My wife and I started innocently enough with a road trip in our younger years down to Santa Barbara wine country. “Let’s start collecting wine!” was the idea. Collecting wine starts with an important premise that many people find hard to practice in everyday life: Purchase wines to drink separately from wines to collect to avoid drinking down your collection. On that trip we drove home with great excitement and a case of mixed Santa Barbara wines.
We began purchasing other gems from California wine country. We traveled to Europe and brought wine home in our backpacks and suitcases. Soon, we had quite a few cardboard cases of wine and we diligently continued to buy daily drinkers at our favorite retail shops until there were as many as thirty cases of wine stored bric-a-brac in our dark, dank cellar.
We lived in San Francisco where the average temperature is 57 degrees. Our old Victorian flat had a basement of concrete and stone—pretty much as good as any true winery cellar in Europe. Wine only requires consistency of temperature and humidity so we left the wine alone to slumber down there. This worked for years until we moved a short drive north from San Francisco, where the weather is drastically different.
Leaving our collection in its dusty collection of cardboard would certainly not do. A wine cabinet was the solution. I flipped the switches on the cabinet’s humidity and temperature controls and began the process of carefully moving each bottle from its beat-up cardboard box into the caring caress of cedar. With each bottle, I fondly recalled the situation in which it had been procured.
Years went by. Wines were regularly pulled from the cabinet, often enjoyed over dinners with friends. More wine replenished the supply.
One evening while enjoying a bottle from the collection, my wife and I discussed an idea that just sprung into our heads: Why not move to the mountains now, not later like we had planned? It was decided; we’d road trip to mountain towns and quite quickly we chose Bozeman as our new home. But what to do with all that wine? How would we get the wine and the cabinet up and over the Sierra and across the Northern Rockies? “Very carefully,” is the answer.
Dawn of arrival day broke with 30-below-zero temps. Our material lives spilled out of the moving vans with great pain and frozen fingers. Finally, I could see the pile of cardboard boxes and the wine cabinet stuff ed into the corner of the van. The booty was unloaded into a new and unfamiliar garage and I began the unpacking process. Memories came to me of when, where, and why wines were purchased: The little village co-op in the center of Gigondas, France; the town tasting room at the main piazza of Montepulciano, Italy; celebrating my wife’s milestone birthday with friends in the arid mountains of Mendoza, Argentina.

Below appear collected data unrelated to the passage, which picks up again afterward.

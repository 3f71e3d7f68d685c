//! Send-message HTTP handler.
//!
//! Endpoint:
//! - POST /api/v1/chat - Append a user message and generate the reply

use std::time::Instant;

use axum::Json;
use axum::extract::State;
use parley_types::chat::ChatExchange;
use serde::Deserialize;
use uuid::Uuid;

use crate::http::error::AppError;
use crate::http::extractors::auth::Authenticated;
use crate::http::response::ApiResponse;
use crate::state::AppState;

/// Request body for sending a message.
#[derive(Debug, Deserialize)]
pub struct ChatRequest {
    /// Omit to start a new conversation.
    #[serde(default)]
    pub conversation_id: Option<Uuid>,
    pub message: String,
}

/// POST /api/v1/chat
pub async fn send_message(
    State(state): State<AppState>,
    auth: Authenticated,
    Json(body): Json<ChatRequest>,
) -> Result<Json<ApiResponse<ChatExchange>>, AppError> {
    let start = Instant::now();
    let request_id = Uuid::now_v7().to_string();

    let exchange = state
        .chat_service
        .send_message(auth.user_id, body.conversation_id, &body.message)
        .await?;

    let conversation_link = format!("/api/v1/conversations/{}", exchange.conversation.id);
    let versions_link = format!("/api/v1/messages/{}/versions", exchange.user_message.id);
    let elapsed = start.elapsed().as_millis() as u64;
    Ok(Json(
        ApiResponse::success(exchange, request_id, elapsed)
            .with_link("conversation", &conversation_link)
            .with_link("versions", &versions_link),
    ))
}
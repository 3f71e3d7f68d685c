//! Edit/version tracking for messages.
//!
//! `apply_edit` is the only way message content is overwritten. It is pure:
//! the caller persists the returned message and handles any cascade (paired
//! replies, conversation timestamps).

use chrono::{DateTime, Utc};
use parley_types::chat::Message;
use parley_types::error::ChatError;

/// Overwrite `message` with `new_content` as a new version.
///
/// - On the first overwrite the pre-edit content is captured in
///   `original_content`; later overwrites leave it alone.
/// - `version_number` grows by exactly one.
///
/// Fails with `Validation` if `new_content` is empty or whitespace-only.
pub fn apply_edit(
    message: &Message,
    new_content: &str,
    now: DateTime<Utc>,
) -> Result<Message, ChatError> {
    if new_content.trim().is_empty() {
        return Err(ChatError::Validation(
            "message content must not be empty".to_string(),
        ));
    }

    let mut edited = message.clone();
    if !message.is_edited {
        edited.original_content = Some(message.content.clone());
    }
    edited.content = new_content.to_string();
    edited.edited_content = Some(new_content.to_string());
    edited.is_edited = true;
    edited.edited_at = Some(now);
    edited.version_number = message.version_number + 1;
    edited.updated_at = now;

    Ok(edited)
}

#[cfg(test)]
mod tests {
    use super::*;
    use parley_types::chat::MessageRole;
    use uuid::Uuid;

    fn message(content: &str) -> Message {
        Message::new(Uuid::now_v7(), MessageRole::User, content, 0, Utc::now())
    }

    #[test]
    fn first_edit_captures_original() {
        let msg = message("Hi");
        let edited = apply_edit(&msg, "Hi there", Utc::now()).unwrap();

        assert_eq!(edited.content, "Hi there");
        assert_eq!(edited.edited_content.as_deref(), Some("Hi there"));
        assert_eq!(edited.original_content.as_deref(), Some("Hi"));
        assert!(edited.is_edited);
        assert!(edited.edited_at.is_some());
        assert_eq!(edited.version_number, 2);
        assert_eq!(edited.id, msg.id);
        assert_eq!(edited.order_index, msg.order_index);
    }

    #[test]
    fn original_content_never_changes_after_first_edit() {
        let mut msg = message("first");
        for (k, text) in ["second", "third", "fourth"].iter().enumerate() {
            msg = apply_edit(&msg, text, Utc::now()).unwrap();
            assert_eq!(msg.original_content.as_deref(), Some("first"));
            assert_eq!(msg.version_number, 1 + (k as u32 + 1));
        }
        assert_eq!(msg.content, "fourth");
    }

    #[test]
    fn empty_content_is_rejected() {
        let msg = message("Hi");
        let err = apply_edit(&msg, "", Utc::now()).unwrap_err();
        assert!(matches!(err, ChatError::Validation(_)));

        let err = apply_edit(&msg, "  \n\t", Utc::now()).unwrap_err();
        assert!(matches!(err, ChatError::Validation(_)));
    }

    #[test]
    fn edit_sets_timestamps() {
        let msg = message("Hi");
        let now = Utc::now() + chrono::Duration::seconds(5);
        let edited = apply_edit(&msg, "Yo", now).unwrap();
        assert_eq!(edited.edited_at, Some(now));
        assert_eq!(edited.updated_at, now);
        assert_eq!(edited.created_at, msg.created_at);
    }
}
//! Gateway context assembly.
//!
//! Turns a history prefix into the prior turns sent to the gateway. The
//! target user message is always the prompt and never appears among the
//! prior turns.

use parley_types::chat::{Message, MessageRole};
use parley_types::gateway::Turn;

/// Prior turns and prompt for one gateway call.
#[derive(Debug, Clone, PartialEq, Eq)]
pub struct GatewayContext {
    pub prior_turns: Vec<Turn>,
    pub prompt: String,
}

/// Build the gateway context for `target` from its history prefix.
///
/// Blank assistant entries are skipped so no empty model turn reaches the
/// provider.
pub fn build_context(history: &[Message], target: &Message) -> GatewayContext {
    let prior_turns = history
        .iter()
        .filter(|m| m.id != target.id)
        .filter(|m| !(m.role == MessageRole::Assistant && m.content.trim().is_empty()))
        .map(Turn::from)
        .collect();

    GatewayContext {
        prior_turns,
        prompt: target.content.clone(),
    }
}
//! Application services built on the repository ports.

pub mod user;
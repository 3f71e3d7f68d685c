//! HTTP/REST API layer for Parley.
//!
//! Axum-based REST API at `/api/v1/` with API key authentication,
//! envelope response format, CORS, and a WebSocket event feed.

pub mod error;
pub mod extractors;
pub mod handlers;
pub mod response;
pub mod router;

These wines had come a long way and traveled hard.
If you’re interested in taking a similar journey of your own, note the lessons learned: You need a buying strategy, discipline, storage, consistency of environment, and, of course, try not to disrupt the wines by moving them (oops).
Now when I pull the cork of one of the wines that has lived alongside us and made the journey of a weary traveler, I recall the simple goal back in Santa Barbara almost thirty years ago and all the memories between there and here. What a simple but grand undertaking to taste wines and appreciate how they shift, change, and mature over the years, like us.